Fast-forward to 1993, and the company where I was working abruptly came to a screeching financial halt. When I found myself unemployed, I decided to start my own CAD management consulting firm, figuring, “What the heck, I can always get another job.” I never did. I still run my own company, and I’m proud to say I’ve been "unemployed" for 25 years now.

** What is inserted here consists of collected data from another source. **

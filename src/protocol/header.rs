//! IQ frame header codec
//!
//! Every frame produced by the DAQ firmware starts with a fixed 1024 byte,
//! little-endian header. The header describes the payload that follows it:
//! how many channels are active, how many complex samples each channel
//! carries and how wide each real/imaginary component is.
//!
//! ```text
//! offset  field                  offset  field
//!      0  sync_word                 80  daq_block_index
//!      4  frame_type                84  cpi_index
//!      8  hardware_id[16]           88  ext_integration_cntr (u64)
//!     24  unit_id                   96  data_type
//!     28  active_ant_chs           100  sample_bit_depth
//!     32  ioo_type                 104  adc_overdrive_flags
//!     36  (pad)                    108  if_gains[32]
//!     40  rf_center_freq (u64)     236  delay_sync_flag
//!     48  adc_sampling_freq (u64)  240  iq_sync_flag
//!     56  sampling_freq (u64)      244  sync_state
//!     64  cpi_length               248  noise_source_state
//!     68  (pad)                    252  reserved[768]
//!     72  time_stamp (u64)        1020  header_version
//! ```

use bytes::{Buf, BufMut};
use chrono::{DateTime, TimeZone, Utc};

use crate::error::HeaderError;

/// Size of the encoded header in bytes
pub const HEADER_SIZE: usize = 1024;

/// Sync word marking the start of a valid header
pub const SYNC_WORD: u32 = 0x2bf7_b95a;

/// Maximum number of receiver channels a header can describe
pub const MAX_CHANNELS: usize = 32;

/// Largest payload a header may announce (1 GiB)
pub const MAX_PAYLOAD_SIZE: u64 = 1 << 30;

/// Sample component widths the firmware can produce
pub const SUPPORTED_BIT_DEPTHS: [u32; 3] = [8, 16, 32];

/// Header layout version written by `FrameHeader::new`
pub const DEFAULT_HEADER_VERSION: u32 = 7;

const HARDWARE_ID_LEN: usize = 16;
const RESERVED_BYTES: usize = 768;

/// Frame type field of the header
#[derive(Debug, Clone, Copy, PartialEq, Eq, Hash)]
pub enum FrameType {
    /// Regular IQ data
    Data,
    /// Keep-alive frame without usable samples
    Dummy,
    /// Test ramp pattern
    Ramp,
    /// Calibration frame (noise source enabled)
    Calibration,
    /// Waiting for an external trigger
    TriggerWait,
    /// Frame type this client does not know about
    Unknown(u32),
}
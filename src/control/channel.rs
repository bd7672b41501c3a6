//! Control interface connection
//!
//! A dedicated TCP connection carrying fixed size command frames to the
//! firmware and fixed size acknowledgements back. After a timeout or I/O
//! failure the connection is marked broken: a late acknowledgement would
//! otherwise be paired with the wrong command.

use std::io::{ErrorKind, Read, Write};
use std::net::{Shutdown, SocketAddr, TcpStream};
use std::time::Duration;

use crate::error::{CommandError, TransportError};
use crate::protocol::command::ACK_FRAME_SIZE;
use crate::protocol::{AckFrame, CommandFrame};
use crate::transport::open_tcp;

/// Control connection
pub struct ControlChannel {
    stream: TcpStream,
    peer: String,
    broken: bool,
}

impl ControlChannel {
    /// Connect to the firmware's control port
    pub fn connect(
        addr: SocketAddr,
        connect_timeout: Duration,
        ack_timeout: Duration,
    ) -> Result<Self, TransportError> {
        let stream = open_tcp(addr, connect_timeout, ACK_FRAME_SIZE * 16).map_err(|e| {
            TransportError::ConnectionFailed(format!("control tcp://{}: {}", addr, e))
        })?;
        let channel = Self::from_stream(stream, ack_timeout)
            .map_err(|e| TransportError::ConnectionFailed(e.to_string()))?;
        tracing::info!("Control connection open to {}", channel.peer);
        Ok(channel)
    }

    /// Wrap a connected stream, bounding acknowledgement reads by `ack_timeout`
    pub fn from_stream(stream: TcpStream, ack_timeout: Duration) -> std::io::Result<Self> {
        stream.set_read_timeout(Some(ack_timeout))?;
        let peer = stream
            .peer_addr()
            .map(|addr| addr.to_string())
            .unwrap_or_else(|_| "unknown peer".to_string());
        Ok(Self {
            stream,
            peer,
            broken: false,
        })
    }

    pub fn is_broken(&self) -> bool {
        self.broken
    }

    /// Send a command without waiting for a reply
    pub fn send(&mut self, frame: &CommandFrame) -> Result<(), CommandError> {
        self.ensure_usable()?;
        tracing::debug!("Sending control message {}", frame.opcode());
        let result = self
            .stream
            .write_all(frame.as_bytes())
            .and_then(|_| self.stream.flush());
        result.map_err(|e| self.fail(CommandError::ConnectionLost(e.to_string())))
    }

    /// Send a command and block for its acknowledgement
    pub fn round_trip(&mut self, frame: &CommandFrame) -> Result<AckFrame, CommandError> {
        self.send(frame)?;
        let ack = self.receive_ack()?;
        tracing::debug!("Control interface communication finished");
        Ok(ack)
    }

    fn receive_ack(&mut self) -> Result<AckFrame, CommandError> {
        let mut buf = [0u8; ACK_FRAME_SIZE];
        let mut filled = 0;
        while filled < ACK_FRAME_SIZE {
            match self.stream.read(&mut buf[filled..]) {
                Ok(0) => {
                    return Err(self.fail(CommandError::ConnectionLost(format!(
                        "peer closed after {} of {} ack bytes",
                        filled, ACK_FRAME_SIZE
                    ))));
                }
                Ok(n) => filled += n,
                Err(e) if e.kind() == ErrorKind::Interrupted => continue,
                Err(e) if matches!(e.kind(), ErrorKind::WouldBlock | ErrorKind::TimedOut) => {
                    return Err(self.fail(CommandError::Timeout));
                }
                Err(e) => return Err(self.fail(CommandError::ConnectionLost(e.to_string()))),
            }
        }
        Ok(AckFrame::from_bytes(buf))
    }

    /// Close both directions
    pub fn shutdown(&mut self) {
        if let Err(e) = self.stream.shutdown(Shutdown::Both) {
            tracing::debug!("Control shutdown on {}: {}", self.peer, e);
        }
        self.broken = true;
    }

    fn ensure_usable(&self) -> Result<(), CommandError> {
        if self.broken {
            return Err(CommandError::ConnectionLost(format!(
                "control connection to {} is no longer usable",
                self.peer
            )));
        }
        Ok(())
    }

    fn fail(&mut self, err: CommandError) -> CommandError {
        tracing::error!("Control connection to {} failed: {}", self.peer, err);
        self.broken = true;
        err
    }
}
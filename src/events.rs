//! Delivery queue towards the consumer
//!
//! Status events are pushed in the order they happen; the consumer blocks or
//! polls on the receiving end.

use crossbeam_channel::{unbounded, Receiver, Sender};
use serde::Serialize;

use crate::protocol::Opcode;

/// Status event delivered to the consumer
#[derive(Debug, Clone, PartialEq, Eq, Serialize)]
#[serde(tag = "event")]
pub enum StatusEvent {
    /// Data and control connections are up
    #[serde(rename = "conn-ok")]
    Connected,
    /// The client has been disconnected
    #[serde(rename = "disconn-ok")]
    Disconnected,
    /// The firmware acknowledged a command with a success status
    #[serde(rename = "config-ok")]
    ConfigApplied { command_id: u64, opcode: Opcode },
}

impl StatusEvent {
    /// Tag the consumer matches on
    pub fn tag(&self) -> &'static str {
        match self {
            Self::Connected => "conn-ok",
            Self::Disconnected => "disconn-ok",
            Self::ConfigApplied { .. } => "config-ok",
        }
    }
}

pub type EventSender = Sender<StatusEvent>;
pub type EventReceiver = Receiver<StatusEvent>;

/// Create an unbounded delivery queue
pub fn delivery_queue() -> (EventSender, EventReceiver) {
    unbounded()
}

/// Push an event; a consumer that went away is not an error
pub(crate) fn emit(tx: &EventSender, event: StatusEvent) {
    tracing::debug!("Status event: {}", event.tag());
    if tx.send(event).is_err() {
        tracing::trace!("Delivery queue has no consumer");
    }
}
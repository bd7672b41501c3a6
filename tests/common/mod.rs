#![allow(dead_code)]

use std::thread;
use std::time::{Duration, Instant};

use daq_iq_client::config::AppConfig;
use daq_iq_client::events::{EventReceiver, StatusEvent};
use daq_iq_client::protocol::{CommandFrame, Opcode};
use daq_iq_client::sim::{FirmwareSimulator, SimulatorConfig};

pub const WAIT: Duration = Duration::from_secs(5);

pub fn simulator(channels: u32, samples_per_channel: u32, bit_depth: u32) -> FirmwareSimulator {
    FirmwareSimulator::start(SimulatorConfig {
        channels,
        samples_per_channel,
        sample_bit_depth: bit_depth,
        ..Default::default()
    })
    .unwrap()
}

/// Client configuration pointing at `sim`
pub fn config_for(sim: &FirmwareSimulator) -> AppConfig {
    let mut config = AppConfig::default();
    config.receiver.address = "127.0.0.1".to_string();
    config.receiver.data_port = sim.data_addr().port();
    config.receiver.control_port = sim.control_addr().port();
    config.receiver.connect_timeout_ms = 1000;
    config.receiver.ack_timeout_ms = 2000;
    config
}

pub fn wait_for(what: &str, condition: impl Fn() -> bool) {
    let deadline = Instant::now() + WAIT;
    while !condition() {
        assert!(Instant::now() < deadline, "timed out waiting for {}", what);
        thread::sleep(Duration::from_millis(10));
    }
}

pub fn opcodes(commands: &[CommandFrame]) -> Vec<Opcode> {
    commands.iter().map(CommandFrame::opcode).collect()
}

/// Events delivered within a short grace period
pub fn drain(events: &EventReceiver) -> Vec<StatusEvent> {
    let mut out = Vec::new();
    while let Ok(event) = events.recv_timeout(Duration::from_millis(200)) {
        out.push(event);
    }
    out
}

/// Block until the `config-ok` for `command_id` arrives
pub fn wait_config_ok(events: &EventReceiver, command_id: u64) -> Vec<StatusEvent> {
    let deadline = Instant::now() + WAIT;
    let mut seen = Vec::new();
    while Instant::now() < deadline {
        if let Ok(event) = events.recv_timeout(Duration::from_millis(50)) {
            let matched = matches!(
                event,
                StatusEvent::ConfigApplied { command_id: id, .. } if id == command_id
            );
            seen.push(event);
            if matched {
                return seen;
            }
        }
    }
    panic!("no config-ok for command #{}, saw {:?}", command_id, seen);
}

After a few years in consulting, I wanted to expand my horizons into public speaking and writing, so I applied to be an Autodesk University speaker and submitted some writing samples to CADENCE magazine. To my surprise, I was accepted as a speaker. Shortly thereafter, in 1995, CADENCE asked me to write reviews of CAD utility software products. As I honed my public speaking and writing skills, I noticed a trend: Almost all the questions I was getting were from CAD managers who were struggling with the same mixture of technical, training, and financial challenges I’d struggled with earlier in my career. It was during this key period that I decided to focus my writing and speaking efforts on the plight of the CAD manager, simply by sharing what had worked for me.
In 1998, CADENCE magazine made me an offer: They’d let me write a three-month series of one-page articles for CAD managers to see how the idea would go over. We called it Manager’s VPOINT and it was placed just inside the back cover of the magazine. The response was fantastic — beyond what I could have imagined. Manager’s VPOINT was then made a permanent fixture, and when I spoke at live events, I often heard, “When I get my CADENCE in the mail, the first thing I do is look inside the back cover for your article!”

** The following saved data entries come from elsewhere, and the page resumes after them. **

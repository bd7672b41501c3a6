//! Frame receiver
//!
//! Assembles one complete header + payload frame per call from whichever
//! transport is active and decodes it into a caller-owned `SampleFrame`.

pub mod frame;

pub use frame::SampleFrame;

use crate::error::Result;
use crate::protocol::{FrameHeader, HEADER_SIZE};
use crate::transport::{AcquiredBuffer, SharedBufferTransport, StreamTransport, Transport};

/// Result of one receive cycle
#[derive(Debug, Clone, PartialEq, Eq)]
pub enum FrameOutcome {
    /// Samples were decoded into the frame
    Frame(FrameHeader),
    /// The header announced no payload; the frame is left untouched
    Empty(FrameHeader),
}

impl FrameOutcome {
    pub fn header(&self) -> &FrameHeader {
        match self {
            Self::Frame(header) | Self::Empty(header) => header,
        }
    }

    pub fn has_samples(&self) -> bool {
        matches!(self, Self::Frame(_))
    }
}

/// Frame receiver
pub struct FrameReceiver {
    /// Payload scratch buffer, oversized to avoid regrowth
    scratch: Vec<u8>,
    scratch_slack: usize,
    /// Channel count latched from the first header (M)
    channel_count: usize,
    frames_received: u64,
    empty_frames: u64,
    bytes_received: u64,
}

impl FrameReceiver {
    /// `scratch_slack` extra bytes are allocated whenever the scratch buffer grows
    pub fn new(scratch_slack: usize) -> Self {
        Self {
            scratch: Vec::new(),
            scratch_slack,
            channel_count: 0,
            frames_received: 0,
            empty_frames: 0,
            bytes_received: 0,
        }
    }

    /// Latched channel count, 0 until a header has been seen
    pub fn channel_count(&self) -> usize {
        self.channel_count
    }

    /// Forget the latched channel count
    pub fn reset_channel_count(&mut self) {
        self.channel_count = 0;
    }

    pub fn scratch_capacity(&self) -> usize {
        self.scratch.len()
    }

    /// Receive one frame from `transport` into `frame`
    pub fn receive(
        &mut self,
        transport: &mut Transport,
        frame: &mut SampleFrame,
    ) -> Result<FrameOutcome> {
        match transport {
            Transport::Stream(stream) => self.receive_stream(stream, frame),
            Transport::SharedBuffer(shared) => self.receive_shared(shared, frame),
        }
    }

    /// Stream path: exact header read, then exact payload read
    pub fn receive_stream(
        &mut self,
        stream: &mut StreamTransport,
        frame: &mut SampleFrame,
    ) -> Result<FrameOutcome> {
        tracing::trace!("Starting IQ header reception");
        let mut header_bytes = [0u8; HEADER_SIZE];
        stream.receive_into(&mut header_bytes)?;

        let header = match FrameHeader::decode(&header_bytes) {
            Ok(header) => header,
            Err(e) => {
                // The byte stream is out of sync; it cannot be trusted again.
                tracing::error!("Malformed IQ header on data stream: {}", e);
                stream.close();
                return Err(e.into());
            }
        };
        self.latch(&header);

        let payload_size = header.payload_size();
        if payload_size == 0 {
            self.empty_frames += 1;
            return Ok(FrameOutcome::Empty(header));
        }

        if self.scratch.len() < payload_size {
            self.scratch.resize(payload_size + self.scratch_slack, 0);
        }
        tracing::trace!("Total bytes to receive: {}", payload_size);
        stream.receive_into(&mut self.scratch[..payload_size])?;

        frame.load(&header, &self.scratch[..payload_size]);
        self.count(payload_size);
        Ok(FrameOutcome::Frame(header))
    }

    /// Shared memory path: decode in place, copy out, release the slot
    pub fn receive_shared(
        &mut self,
        shared: &mut SharedBufferTransport,
        frame: &mut SampleFrame,
    ) -> Result<FrameOutcome> {
        let acquired = match shared.acquire_next_buffer() {
            Ok(acquired) => acquired,
            Err(e) => {
                if let Some(index) = shared.granted() {
                    let _ = shared.release_buffer(index);
                }
                return Err(e.into());
            }
        };
        let index = acquired.index();
        let outcome = self.decode_acquired(&acquired, frame);

        // Released even when decoding failed so the producer never starves.
        shared.release_buffer(index)?;
        outcome
    }

    fn decode_acquired(
        &mut self,
        acquired: &AcquiredBuffer<'_>,
        frame: &mut SampleFrame,
    ) -> Result<FrameOutcome> {
        let header = FrameHeader::decode(acquired.header_bytes())?;
        self.latch(&header);

        let payload_size = header.payload_size();
        if payload_size == 0 {
            self.empty_frames += 1;
            return Ok(FrameOutcome::Empty(header));
        }
        let payload = acquired.payload(payload_size)?;
        frame.load(&header, payload);
        self.count(payload_size);
        Ok(FrameOutcome::Frame(header))
    }

    pub fn stats(&self) -> ReceiverStats {
        ReceiverStats {
            frames_received: self.frames_received,
            empty_frames: self.empty_frames,
            bytes_received: self.bytes_received,
            channel_count: self.channel_count,
        }
    }

    fn latch(&mut self, header: &FrameHeader) {
        if self.channel_count == 0 && header.active_ant_chs > 0 {
            self.channel_count = header.channel_count();
            tracing::info!("Channel count latched: M = {}", self.channel_count);
        }
    }

    fn count(&mut self, payload_size: usize) {
        self.frames_received += 1;
        self.bytes_received += payload_size as u64;
    }
}

/// Receiver statistics
#[derive(Debug, Clone, Default)]
pub struct ReceiverStats {
    pub frames_received: u64,
    pub empty_frames: u64,
    pub bytes_received: u64,
    pub channel_count: usize,
}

As the years went by, Manager’s VPOINT was supplemented with a series on the field of electronic document management, which was newly burgeoning at that time. Called the EDM Chronicles, the series took the form of print articles published every other month. In 2003, CADENCE magazine was acquired by Cadalyst, and I was brought on board as an author and contributing editor — roles I continue in to this day.
Besides consulting and writing, I have a passion for speaking at live events. My first CAD speaking engagement was at Autodesk University Atlanta in 1994, and I was hooked. Since that day I've presented at 23 AUs (receiving consistently high ratings and two top speaker awards) and at more than 140 AUGI CAD Camp and Design Academy events starting in 2005. I also speak regularly at a variety of private events such as CAD Midwest and Synergis University. To date I've spoken to CAD managers in the United States, Canada, Dubai, United Kingdom, Holland, Belgium, and France — and have loved every minute of it except for the airport food. These days I'm doing more online presentations as well — such as Cadalyst's "Live with Robert Green" CAD management webinars, which we debuted last fall, and I have a successful Facebook group called CAD Managers Unite! All I ever wanted to do was share what I'd learned with other CAD managers; I never imagined it would take me around the world and let me meet so many cool people.
During my career I’ve seen CAD tools, computing ecosystems, and the publishing industry change dramatically. You could say, in contrast, that the process of managing people using CAD tools hasn’t changed — because it is still all about human motivation, support, standards, customization, and training — yet the profound changes in the flow of business information require a totally different skill set today than even five years ago.
As for me, I still love the challenge of managing CAD technology and find it fascinating; I especially enjoy the interaction with all those of you of met via e-mail, social media, and live events over the years. As the technology evolves further, I look forward to sharing my knowledge with you, in hopes that we can all evolve as well. Here goes.